Toutefois une belle reprise est attendue. «Tous les acteurs de l’industrie sont d’avis que la demande sera très grande à l’annonce de la réouverture des frontières bien que cela ne se traduise pas en termes de commandes pour le moment, à cause de la situation incertaine. Je sais que quelques pays qui constituent notre marché ne pourront voyager avant 2022, mais ne soyons pas étonnés si d’autres marchés dépassent les performances de la période pré-Covid. Je suis assez optimiste, mais il nous faut faire vite, sinon nous risquons de payer cher», prévient Sydney Pierre. 

Toutefois, une réouverture efficace ne pourra se faire sans le concours d’Air Mauritius. Selon le Policy research paper Covid-19 and African airlines de l’United Nations Economic Commission for Africa, daté de décembre 2020, la perte de revenus d’Air Mauritius est estimée à $ 544 millions, impactant directement le PIB. 

Où est Air Mauritius ? 

Cependant, avec plus d’une année qui s’est écoulée et un fossé entre l’offre et la demande, selon les données d’instances internationales à l’instar de l’IATA, la reprise ne se fera pas avant au moins 2023.Une rencontre entre les ministres du Tourisme des pays membres du G20 au début du mois de mai, révèle qu’en 2020, les arrivées touristiques dans le monde affichaient un recul de 73 %. «Nous soulignons que la reprise des voyages et du tourisme est cruciale pour la reprise économique mondiale, en raison de l’impact économique direct et indirect de ce secteur sur les autres. Les voyages et le tourisme sont des moteurs essentiels pour une croissance et un développement durables et équilibrés. Ils représentent une contribution précieuse à l’agenda du G20», peut-on lire dans un communiqué du G20. Plusieurs aspects y ont été abordés : la sécurité sur le plan sanitaire des aéroports dans le monde, une meilleure gestion des crises à venir qui pourraient affecter le tourisme, la transformation digitale et plus de résilience, entre autres. 

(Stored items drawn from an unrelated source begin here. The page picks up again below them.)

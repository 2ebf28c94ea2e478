//! UI foundation: drawing surface, input, events, smoothing and the widget
//! contract.

pub mod event;
pub mod gfx;
pub mod input;
pub mod integrator;
pub mod palette;
pub mod widget;

pub use event::{EventQueue, UiEvent, WidgetTag};
pub use gfx::{alpha_blend, Datum, FontId, Gfx, Rect};
pub use input::{Clock, EncoderCounter, EncoderSampler, TouchDigitizer, TouchProvider, TouchSnapshot};
pub use integrator::{LevelIntegrator, PeakDecay, PeakIntegrator, LEVEL_ALPHA, PEAK_DECAY};
pub use widget::{Widget, WidgetColors, WidgetCore, MAX_GROUP_ITEMS, MAX_LABEL_LEN};

use crate::config::PanelConfig;

/// Display width in pixels (landscape).
pub const DISPLAY_WIDTH_PX: u16 = 320;
/// Display height in pixels (landscape).
pub const DISPLAY_HEIGHT_PX: u16 = 240;

/// The application context handed to every widget call.
///
/// Constructed once at startup and passed by `&mut` from the main loop
/// down; there is no global display, input or event state anywhere in the
/// core. Field access is deliberately public: widgets borrow `gfx`,
/// `touch` and `clock` disjointly inside their blocking sub-loops.
pub struct Ui<G: Gfx, T: TouchDigitizer, C: Clock> {
    pub gfx: G,
    pub touch: TouchProvider<T>,
    pub clock: C,
    pub events: EventQueue,
    pub config: PanelConfig,
}

impl<G: Gfx, T: TouchDigitizer, C: Clock> Ui<G, T, C> {
    pub fn new(gfx: G, touch: TouchProvider<T>, clock: C, config: PanelConfig) -> Self {
        Self {
            gfx,
            touch,
            clock,
            events: EventQueue::new(),
            config,
        }
    }
}
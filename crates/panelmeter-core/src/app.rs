//! Panel application: builds the widget set, owns the measurement views
//! and drives everything from the main loop tick.
//!
//! There are no globals: the application owns the page manager, meter,
//! bargraphs, scope and settings, and receives the shared UI context and
//! the settings store by reference each tick. Widget presses arrive as
//! queued [`UiEvent`]s and are handled after the dispatch pass — the Rust
//! shape of the old press-callback table.

use log::{debug, warn};

use crate::config::PanelConfig;
use crate::meter::bargraph::Orientation as BarOrientation;
use crate::meter::{AnalogMeter, Bargraph, ScrollingScope};
use crate::modal::{DialogBox, DialogIcon, ModalMenu, NumericKeypad};
use crate::pages::{
    InstrState, PageManager, WidgetId, PAGE_ALL_TABS, PAGE_EXTRAS, PAGE_MAIN, PAGE_OPTIONS,
    PAGE_SETUP,
};
use crate::sampling::SamplePair;
use crate::settings::{Settings, SettingsStore, SCALING_COUNT};
use crate::ui::gfx::{Datum, FontId, Rect};
use crate::ui::widget::Widget;
use crate::ui::{palette, Clock, Gfx, TouchDigitizer, Ui, UiEvent, WidgetTag};
use crate::widgets::{
    Checkbox, CheckboxGroup, EncoderEntry, Led, LedShape, NumericDisplay, Orientation, PushButton,
    RadioGroup, SlideSwitch, Slider, TabStrip, WidgetKind,
};

const DISPLAY_W: i32 = crate::ui::DISPLAY_WIDTH_PX as i32;
const DISPLAY_H: i32 = crate::ui::DISPLAY_HEIGHT_PX as i32;
/// Main measurement window, above the bottom control strip.
const MAIN_W: i32 = DISPLAY_W;
const MAIN_H: i32 = DISPLAY_H - 40;
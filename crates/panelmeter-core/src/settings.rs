//! Persistent instrument settings.
//!
//! A flat record serialized with postcard behind the [`SettingsStore`]
//! trait; the firmware backs it with a flash page, tests with memory. The
//! core loads once at startup and writes back only on the SAVE button.

extern crate alloc;

use alloc::vec::Vec;

use serde::{Deserialize, Serialize};
use thiserror_no_std::Error;

#[derive(Debug, Error)]
pub enum SettingsError {
    /// No settings record present (first boot or erased flash).
    #[error("no settings record present")]
    Missing,
    #[error("settings encoding failed")]
    Encode,
    #[error("settings record corrupt")]
    Decode,
    #[error("settings storage unavailable")]
    Storage,
}

/// Number of ADC scaling slots (one per measurement range).
pub const SCALING_COUNT: usize = 10;
/// General-purpose config slots exposed on the setup pages.
pub const CONFIG_SLOTS: usize = 6;

#[derive(Debug, Clone, PartialEq, Serialize, Deserialize)]
pub struct Settings {
    /// Active current range index into the range table.
    pub amp_range_idx: u8,
    /// Active voltage range index into the range table.
    pub volt_range_idx: u8,
    /// High current range relay engaged.
    pub amp_hi_range_on: bool,
    /// Per-range ADC scale factors, trimmed via the scaling menu.
    pub adc_scalings: [f32; SCALING_COUNT],
    /// Raw ADC offset corrections, in counts.
    pub adc_raw_offset_amps: i16,
    pub adc_raw_offset_volts: i16,
    /// Key click / confirmation beeps.
    pub beep_enabled: bool,
    pub config_int: [i32; CONFIG_SLOTS],
    pub config_float: [f32; CONFIG_SLOTS],
    pub config_bool: [bool; CONFIG_SLOTS],
}

impl Default for Settings {
    fn default() -> Self {
        Self {
            amp_range_idx: 2,
            volt_range_idx: 7,
            amp_hi_range_on: false,
            adc_scalings: [1.0; SCALING_COUNT],
            adc_raw_offset_amps: 0,
            adc_raw_offset_volts: 0,
            beep_enabled: true,
            config_int: [0; CONFIG_SLOTS],
            config_float: [0.0, 0.0, 0.0, 0.0, 0.5, 0.775],
            config_bool: [false; CONFIG_SLOTS],
        }
    }
}

impl Settings {
    /// Bargraph setpoint marker for the current channel.
    pub fn marker_amps(&self) -> f32 {
        self.config_float[4]
    }

    pub fn set_marker_amps(&mut self, v: f32) {
        self.config_float[4] = v;
    }

    /// Bargraph setpoint marker for the voltage channel.
    pub fn marker_volts(&self) -> f32 {
        self.config_float[5]
    }

    pub fn set_marker_volts(&mut self, v: f32) {
        self.config_float[5] = v;
    }

    pub fn to_bytes(&self) -> Result<Vec<u8>, SettingsError> {
        postcard::to_allocvec(self).map_err(|_| SettingsError::Encode)
    }

    pub fn from_bytes(bytes: &[u8]) -> Result<Self, SettingsError> {
        postcard::from_bytes(bytes).map_err(|_| SettingsError::Decode)
    }
}

/// Storage backend for the settings record.
pub trait SettingsStore {
    fn load(&mut self) -> Result<Settings, SettingsError>;
    fn save(&mut self, settings: &Settings) -> Result<(), SettingsError>;
}

#[cfg(test)]
mod tests {
    use super::*;

    #[test]
    fn postcard_round_trip() {
        let mut s = Settings::default();
        s.amp_range_idx = 4;
        s.adc_scalings[3] = 1.25;
        s.adc_raw_offset_amps = -17;
        s.config_bool[1] = true;
        s.set_marker_volts(0.9);
        let bytes = s.to_bytes().unwrap();
        let back = Settings::from_bytes(&bytes).unwrap();
        assert_eq!(back, s);
    }

    #[test]
    fn corrupt_record_is_rejected() {
        assert!(matches!(
            Settings::from_bytes(&[0xFF, 0x00, 0x13]),
            Err(SettingsError::Decode)
        ));
    }

    #[test]
    fn memory_store_round_trip() {
        use crate::mocks::MemoryStore;
        use crate::settings::SettingsStore;
        let mut store = MemoryStore::new();
        assert!(matches!(store.load(), Err(SettingsError::Missing)));
        let s = Settings::default();
        store.save(&s).unwrap();
        assert_eq!(store.load().unwrap(), s);
        assert_eq!(store.save_count, 1);
    }
}
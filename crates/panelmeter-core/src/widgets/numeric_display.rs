//! Bezelled numeric readout for the secondary measurement channel.
//!
//! Shows the smoothed value in a large font with the range unit in the
//! corner. Redraws only when the smoothed value moves by more than 0.001
//! of full scale; the text is drawn padded so shorter strings erase their
//! predecessors. Tapping the readout swaps the primary and secondary
//! measurement channels.

use core::fmt::Write;

use embedded_graphics::pixelcolor::Rgb565;
use heapless::String;

use crate::meter::ranges::range;
use crate::ui::gfx::{Datum, FontId, Rect};
use crate::ui::integrator::LEVEL_ALPHA;
use crate::ui::widget::{Widget, WidgetCore};
use crate::ui::{palette, Clock, Gfx, TouchDigitizer, Ui, UiEvent, WidgetTag};

pub const NUMERICS_WIDTH: i32 = 140;
pub const NUMERICS_HEIGHT: i32 = 46;
pub const NUMERICS_WIDTH_SMALL: i32 = 100;

pub struct NumericDisplay {
    core: WidgetCore,
    range_idx: usize,
    level: f32,
    level_integrator: f32,
    draw_units: bool,
}

impl NumericDisplay {
    pub fn new() -> Self {
        Self {
            core: WidgetCore::new(),
            range_idx: 0,
            level: 0.0,
            level_integrator: 0.0,
            draw_units: true,
        }
    }

    pub fn init(&mut self, x: i32, y: i32, draw_units: bool) {
        let w = if draw_units {
            NUMERICS_WIDTH - 1
        } else {
            NUMERICS_WIDTH_SMALL - 1
        };
        self.core.rect = Rect::new(x, y, w, NUMERICS_HEIGHT - 1);
        self.core.colors.text = palette::BLACK;
        self.core.colors.border = palette::GREY;
        self.core.colors.fill = palette::LIGHT_GREY;
        self.core.font = FontId::Value;
        self.draw_units = draw_units;
        self.level_integrator = 0.0;
        self.core.last_pressed = false;
    }

    pub fn set_action(&mut self, tag: WidgetTag) {
        self.core.tag = Some(tag);
    }

    /// Select range and value color, then reset and repaint.
    pub fn set_range(&mut self, gfx: &mut impl Gfx, range_idx: usize, color: Rgb565) {
        self.range_idx = range_idx;
        self.core.colors.text = color;
        self.set_level(gfx, 0.0, true);
    }

    pub fn set_level(&mut self, gfx: &mut impl Gfx, level: f32, full_redraw: bool) {
        if !self.core.can_draw() {
            return;
        }
        self.level = level;
        let (border_c, text_c, fill_c) = if self.core.active {
            (
                self.core.colors.border,
                self.core.colors.text,
                self.core.colors.fill,
            )
        } else {
            (palette::DARK_GREY, palette::GREY, palette::BLACK)
        };
        let r = self.core.rect;
        let rng = range(self.range_idx);

        if full_redraw {
            for i in 0..3 {
                gfx.draw_rect(r.inset(i), border_c);
            }
            gfx.draw_rect(r.inset(3), palette::DARK_GREY);
            gfx.fill_rect(r.inset(4), fill_c);
            if self.draw_units {
                gfx.draw_text(
                    rng.unit,
                    r.x + r.w - 10,
                    r.y + 8,
                    FontId::Body,
                    Datum::TopRight,
                    text_c,
                    Some(fill_c),
                );
            }
        }

        let last = self.level_integrator;
        self.level_integrator = level * LEVEL_ALPHA + self.level_integrator * (1.0 - LEVEL_ALPHA);
        if full_redraw || (self.level_integrator - last).abs() > 0.001 {
            // single-letter units get a wider value field
            let pad = if rng.unit.len() < 2 { 85 } else { 65 };
            let mut scaled = self.level_integrator * rng.max_val;
            if scaled > 999.9 {
                scaled = 999.9;
            }
            let mut text: String<16> = String::new();
            let _ = write!(text, "{:.*}", rng.val_decimals, scaled);
            gfx.draw_text_padded(
                &text,
                r.x + 8,
                r.y + 8,
                FontId::Value,
                Datum::TopLeft,
                text_c,
                fill_c,
                pad,
            );
        }
    }
}

impl Default for NumericDisplay {
    fn default() -> Self {
        Self::new()
    }
}

impl Widget for NumericDisplay {
    fn core(&self) -> &WidgetCore {
        &self.core
    }

    fn core_mut(&mut self) -> &mut WidgetCore {
        &mut self.core
    }

    fn redraw<G: Gfx, T: TouchDigitizer, C: Clock>(&mut self, ui: &mut Ui<G, T, C>, active: bool) {
        self.core.active = active;
        let level = self.level;
        self.set_level(&mut ui.gfx, level, true);
    }

    fn check_pressed<G: Gfx, T: TouchDigitizer, C: Clock>(
        &mut self,
        ui: &mut Ui<G, T, C>,
        wait_released: bool,
    ) -> bool {
        if !self.core.enabled || !self.core.active {
            return false;
        }
        let snap = ui.touch.snapshot();
        let mut curr = false;
        let mut fired = false;
        if snap.pressed && self.core.contains(snap.x, snap.y) {
            curr = true;
            if !self.core.last_pressed {
                fired = true;
                if let Some(tag) = self.core.tag {
                    ui.events.push(UiEvent::Pressed { tag });
                }
                ui.clock.delay_ms(20); // debounce
                if wait_released {
                    ui.touch.wait_released(&ui.clock);
                    curr = false;
                }
            }
        }
        self.core.last_pressed = curr;
        fired
    }
}
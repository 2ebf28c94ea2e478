//! Page controller: group masks and bulk widget operations.
//!
//! Every widget carries a 32-bit page-membership mask assigned when it is
//! registered. Page transitions are three bulk operations in a fixed
//! order — disable everything, enable the target group, redraw the target
//! group — so a widget leaving the page can never receive a stray redraw
//! after it was logically removed.
//!
//! Touch dispatch walks the widgets in registration order; when two
//! rectangles overlap, the earlier registration wins the touch. That
//! first-match rule (not z-order) is relied upon by the layouts and must
//! not change.

use heapless::Vec;
use log::debug;

use crate::ui::gfx::Rect;
use crate::ui::widget::Widget;
use crate::ui::{palette, Clock, Gfx, TouchDigitizer, Ui};
use crate::widgets::WidgetKind;

use super::state::InstrState;

/// Page-membership mask bits. A widget shown on several pages ORs the
/// bits together.
pub const PAGE_MAIN: u32 = 1 << 0;
pub const PAGE_SETUP: u32 = 1 << 1;
pub const PAGE_OPTIONS: u32 = 1 << 2;
pub const PAGE_EXTRAS: u32 = 1 << 3;
/// All setup sub-tab pages (the tab strip and its shared buttons).
pub const PAGE_ALL_TABS: u32 = PAGE_SETUP | PAGE_OPTIONS | PAGE_EXTRAS;
pub const PAGE_ALL: u32 = PAGE_MAIN | PAGE_ALL_TABS;

/// Upper bound on registered widgets.
pub const MAX_WIDGETS: usize = 24;

/// Handle to a registered widget.
#[derive(Debug, Clone, Copy, PartialEq, Eq)]
pub struct WidgetId(usize);

pub struct PageManager {
    widgets: Vec<WidgetKind, MAX_WIDGETS>,
    state: InstrState,
    draw_group_calls: u32,
}

impl PageManager {
    pub fn new() -> Self {
        Self {
            widgets: Vec::new(),
            state: InstrState::MeterInit,
            draw_group_calls: 0,
        }
    }

    /// Register a widget with its page mask. Registration order is
    /// dispatch order.
    pub fn add(&mut self, mut widget: WidgetKind, mask: u32) -> WidgetId {
        widget.core_mut().mask = mask;
        let id = WidgetId(self.widgets.len());
        if self.widgets.push(widget).is_err() {
            debug!("widget table full, registration dropped");
        }
        id
    }

    pub fn widget_mut(&mut self, id: WidgetId) -> Option<&mut WidgetKind> {
        self.widgets.get_mut(id.0)
    }

    pub fn state(&self) -> InstrState {
        self.state
    }

    pub fn set_state(&mut self, state: InstrState) {
        self.state = state;
    }

    /// Enable or disable every widget whose mask intersects `mask`.
    pub fn enable_group(&mut self, mask: u32, enabled: bool) {
        debug!("enable group {:#06b} = {}", mask, enabled);
        for w in self.widgets.iter_mut() {
            if w.core().mask & mask != 0 {
                w.core_mut().enabled = enabled;
            }
        }
    }

    /// Activate (un-grey) or deactivate every widget in `mask`.
    pub fn activate_group(&mut self, mask: u32, active: bool) {
        debug!("activate group {:#06b} = {}", mask, active);
        for w in self.widgets.iter_mut() {
            if w.core().mask & mask != 0 {
                w.core_mut().active = active;
            }
        }
    }

    pub fn disable_all(&mut self) {
        for w in self.widgets.iter_mut() {
            w.core_mut().enabled = false;
        }
    }

    /// Redraw every enabled widget; each widget's own draw gate skips the
    /// disabled ones. Used to grey everything under a modal and to
    /// restore the page afterwards.
    pub fn draw_enabled<G: Gfx, T: TouchDigitizer, C: Clock>(
        &mut self,
        ui: &mut Ui<G, T, C>,
        active: bool,
    ) {
        for w in self.widgets.iter_mut() {
            w.redraw(ui, active);
        }
    }

    /// Page transition primitive: disable all, enable the group, redraw.
    pub fn draw_group<G: Gfx, T: TouchDigitizer, C: Clock>(
        &mut self,
        ui: &mut Ui<G, T, C>,
        mask: u32,
        active: bool,
    ) {
        debug!("draw group {:#06b}, active = {}", mask, active);
        self.disable_all();
        self.enable_group(mask, true);
        self.draw_enabled(ui, active);
        self.draw_group_calls += 1;
    }

    /// Advance the measurement-page ring and repaint the main controls.
    /// Returns the new (Init or steady) state; the caller draws the page
    /// chrome and moves on to the steady state.
    pub fn cycle<G: Gfx, T: TouchDigitizer, C: Clock>(
        &mut self,
        ui: &mut Ui<G, T, C>,
        forward: bool,
    ) -> InstrState {
        self.state = if forward {
            self.state.next()
        } else {
            self.state.prev()
        };
        debug!("cycle to state {:?}", self.state);
        ui.touch.reset_enc_delta();
        ui.gfx.fill_rect(
            Rect::new(
                0,
                0,
                crate::ui::DISPLAY_WIDTH_PX as i32,
                crate::ui::DISPLAY_HEIGHT_PX as i32,
            ),
            palette::BLACK,
        );
        self.draw_group(ui, PAGE_MAIN, true);
        self.state
    }

    /// One dispatch pass over all widgets, in registration order. Call
    /// after a poll that reported a touch.
    pub fn check_pressed_all<G: Gfx, T: TouchDigitizer, C: Clock>(
        &mut self,
        ui: &mut Ui<G, T, C>,
    ) {
        for w in self.widgets.iter_mut() {
            w.check_pressed(ui, true);
        }
    }

    /// Periodic update pass (blinking LEDs, value displays).
    pub fn update_all<G: Gfx, T: TouchDigitizer, C: Clock>(&mut self, ui: &mut Ui<G, T, C>) {
        for w in self.widgets.iter_mut() {
            w.update(ui);
        }
    }
}

impl Default for PageManager {
    fn default() -> Self {
        Self::new()
    }
}

#[cfg(test)]
mod tests {
    use super::*;
    use crate::config::PanelConfig;
    use crate::mocks::{test_ui, ScriptedTouch};
    use crate::ui::gfx::Rect;
    use crate::widgets::PushButton;

    fn invisible_button(x: i32) -> WidgetKind {
        let mut b = PushButton::new();
        b.init_invisible(Rect::new(x, 0, 10, 10));
        WidgetKind::Button(b)
    }

    #[test]
    fn group_masking_enables_exactly_the_intersecting_widgets() {
        let mut pm = PageManager::new();
        let a = pm.add(invisible_button(0), 0b01);
        let b = pm.add(invisible_button(20), 0b10);
        let c = pm.add(invisible_button(40), 0b11);
        pm.enable_group(0b11, true);

        pm.enable_group(0b10, false);
        assert!(pm.widget_mut(a).unwrap().core().enabled);
        assert!(!pm.widget_mut(b).unwrap().core().enabled);
        assert!(!pm.widget_mut(c).unwrap().core().enabled);
    }

    #[test]
    fn activate_group_greys_only_the_intersection() {
        let mut pm = PageManager::new();
        let a = pm.add(invisible_button(0), 0b01);
        let b = pm.add(invisible_button(20), 0b10);
        pm.activate_group(0b10, false);
        assert!(pm.widget_mut(a).unwrap().core().active);
        assert!(!pm.widget_mut(b).unwrap().core().active);
        // deactivation does not touch the enabled flag
        assert!(pm.widget_mut(b).unwrap().core().enabled);
    }

    #[test]
    fn draw_group_disables_everything_else_first() {
        let mut pm = PageManager::new();
        let a = pm.add(invisible_button(0), PAGE_MAIN);
        let b = pm.add(invisible_button(20), PAGE_SETUP);
        let mut ui = test_ui(ScriptedTouch::idle(), PanelConfig::default());
        pm.draw_group(&mut ui, PAGE_SETUP, true);
        assert!(!pm.widget_mut(a).unwrap().core().enabled);
        assert!(pm.widget_mut(b).unwrap().core().enabled);
    }

    #[test]
    fn four_wipes_cycle_to_scope_init_with_one_draw_group_each() {
        let mut pm = PageManager::new();
        pm.add(invisible_button(0), PAGE_MAIN);
        let mut ui = test_ui(ScriptedTouch::idle(), PanelConfig::default());
        assert_eq!(pm.state(), InstrState::MeterInit);
        // "enableStdControls" equivalent paints the first page
        pm.draw_group(&mut ui, PAGE_MAIN, true);
        let baseline = pm.draw_group_calls;
        for _ in 0..4 {
            pm.cycle(&mut ui, true);
        }
        assert_eq!(pm.state(), InstrState::ScopeInit);
        assert_eq!(
            pm.state().index(),
            (InstrState::MeterInit.index() + 4) % 6
        );
        assert_eq!(pm.draw_group_calls - baseline, 4);
    }

    #[test]
    fn overlapping_widgets_first_registered_wins() {
        // two overlapping buttons; dispatch order must hit the first only
        let mut pm = PageManager::new();
        let mut first = PushButton::new();
        first.init_invisible(Rect::new(0, 0, 50, 50));
        first.set_action(crate::ui::WidgetTag::LeftWipe);
        let mut second = PushButton::new();
        second.init_invisible(Rect::new(0, 0, 50, 50));
        second.set_action(crate::ui::WidgetTag::RightWipe);
        pm.add(WidgetKind::Button(first), PAGE_MAIN);
        pm.add(WidgetKind::Button(second), PAGE_MAIN);

        let mut ui = test_ui(ScriptedTouch::hold(10, 10, 2), PanelConfig::default());
        ui.touch.poll();
        pm.check_pressed_all(&mut ui);
        assert_eq!(
            ui.events.pop(),
            Some(crate::ui::UiEvent::Pressed {
                tag: crate::ui::WidgetTag::LeftWipe
            })
        );
        // the winner's wait-for-release drained the touch, so the second
        // button saw "not pressed" and stayed silent
        assert!(ui.events.is_empty());
    }
}
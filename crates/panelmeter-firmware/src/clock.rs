//! Embassy-backed implementation of the core clock trait.

use embassy_time::{block_for, Duration, Instant};
use panelmeter_core::ui::Clock;

/// Millisecond clock over the embassy time driver. The blocking delay is
/// deliberate: widget poll loops own the single thread of control while
/// they run, matching the display bus timing they were written for.
#[derive(Clone, Copy, Default)]
pub struct SystemClock;

impl Clock for SystemClock {
    fn now_ms(&self) -> u32 {
        Instant::now().as_millis() as u32
    }

    fn delay_ms(&self, ms: u32) {
        block_for(Duration::from_millis(ms as u64));
    }
}
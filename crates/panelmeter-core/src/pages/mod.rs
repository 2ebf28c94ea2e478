//! Page control: the instrument state ring and the group-mask widget
//! controller.

pub mod controller;
pub mod state;

pub use controller::{
    PageManager, WidgetId, MAX_WIDGETS, PAGE_ALL, PAGE_ALL_TABS, PAGE_EXTRAS, PAGE_MAIN,
    PAGE_OPTIONS, PAGE_SETUP,
};
pub use state::InstrState;
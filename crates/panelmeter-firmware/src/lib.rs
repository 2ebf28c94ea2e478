//! Board support for the panelmeter-rs firmware binary: touch digitizer,
//! flash-backed settings store and the system clock.

#![no_std]

extern crate alloc;

pub mod clock;
pub mod flash_store;
pub mod screen;
pub mod xpt2046;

Encore une fois, où est donc Air Mauritius (MK) dans toute cette organisation si une réouverture des frontières avait lieu ? Selon Megh Pillay, ex-Chief Executive Officer de MK, en 2019, parmi les vingt lignes régulières sur Maurice, Air Mauritius transportait à elle seule 40 % de nos touristes, s’imposant comme l’épine dorsale du paysage aérien de Maurice. «C’est tout un système. L’aérien fonctionne sur la base d’une planification en amont pour optimiser ses coûts. Cette planification se fait sur la base d’une demande anticipée et on anticipe cette demande en concertation avec les opérateurs du secteur, incluant les tour-opérateurs et les hôteliers. Comme nous travaillons également avec des lignes aériennes étrangères, il faut mobiliser la flotte et les ressources en fonction de cette demande anticipée. Pour commencer, il nous faut maintenant mesurer le potentiel de notre marché pour la réouverture, Maurice est une destination de niche, je suis sûr qu’il ne nous faudra pas beaucoup de temps pour atteindre la limite de notre offre pour les sièges et les chambres d’hôtel. Les gens veulent voyager, ils n’attendent que de pouvoir bouger.» 

Dans toute cette logistique, MK reste le meneur. Une compagnie d’aviation étrangère qui gère déjà de nombreuses destinations ne perdra pas de temps à la planification, l’alignement de l’offre des sièges d’avion en fonction des hôtels mauriciens entre autres. «Bien gérée, Air Mauritius rivalisait très bien dans un environnement de plus en plus compétitif. MK peut retrouver un niveau d’efficience opérationnel et commercial car il est moins certain qu’une nouvelle ligne grandisse et prenne la relève de MK pour participer à la relance à l’ouverture des frontières», dit Megh Pillay.